It was two in the afternoon, a good three hours before the hotel guests, the colonials and the native elites, came down to watch the sun set on empires.
“We could’ve met at the club,” said the Englishman. “I even suggested it to Fonseka.”
“Not a good idea,” said the man from Portugal. “Your face is known at Club. And mine too, I fear.”
“Edgar Walker,” said the Englishman, extending his hand. “Bank of England. Pleased to make your acquaintance.”
“Pieter van Cuylenburg,” replied the Dutchman. “VC Plantations. A pleasure.”
“Patience please gentlemen. I will introduce you appropriately when drinks arrive,” said the Portuguese. “They say this place has the best waiters in Ceylon.”
“So we’ll get our drinks in 45 minutes then?” said Walker and they all laughed.
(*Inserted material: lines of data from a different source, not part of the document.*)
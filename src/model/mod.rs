//! The general rate model: state layout, residual and Jacobian assembly,
//! the Schur-complement linear solver, and consistent initialization.

pub mod binding;
pub mod discretization;
pub mod grm;
pub mod initial_conditions;
pub mod linear_solver;

pub use binding::BindingModel;
pub use discretization::{Discretization, Indexer};
pub use grm::{ColumnParams, GeneralRateModel, Inlet, InletSection};

/// Identifies a model parameter that can be tracked by the forward
/// sensitivity machinery.
#[derive(Debug, Clone, Copy, PartialEq, Eq)]
pub enum ParamId {
    AxialDispersion,
    InterstitialVelocity,
    /// Film diffusion coefficient of a component.
    FilmDiffusion(usize),
    /// Pore diffusion coefficient of a component.
    ParticleDiffusion(usize),
    /// Surface diffusion coefficient of a bound state.
    SurfaceDiffusion(usize),
    /// Adsorption rate of a component.
    BindingKa(usize),
    /// Desorption rate of a component.
    BindingKd(usize),
    /// Ionic capacity of the steric mass action isotherm.
    SmaLambda,
}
The floor was chequered like a chessboard and descended in ledges onto a lawn with palm trees. The sun sat behind a cloud and the sea sang to the crows on the parapet. Behind the bar, Queen Victoria looked out from a painting, above an insignia with a lion and a unicorn fighting over her. The Englishman sat with his back to the painting.
“I will judge you not, Van Cuylenburg. Though you swill the local beer. Forgive me, but the stuff is beastly.”
The Dutchman grinned, “I have a taste for native delights.” His eyes twinkle. “As have you, I believe.”
The Englishman sparked a beedi the size of a cigar.
“I have grown accustomed to the arrack” said Edgar Walker. “It is whisky mixed with rum and is unpalatable straight. Though it has a subtlety when combined with citrus.”
“A fine description sir,” said Lorenzo Fonseka from Portugal.
“As long as it doesn’t taste like the so-called sweets they served me at the estate… ” said Pieter making the face of a revolted child.
“My servant gave me local plum wine,” said Lorenzo. “It was like Pinot from Naples… ”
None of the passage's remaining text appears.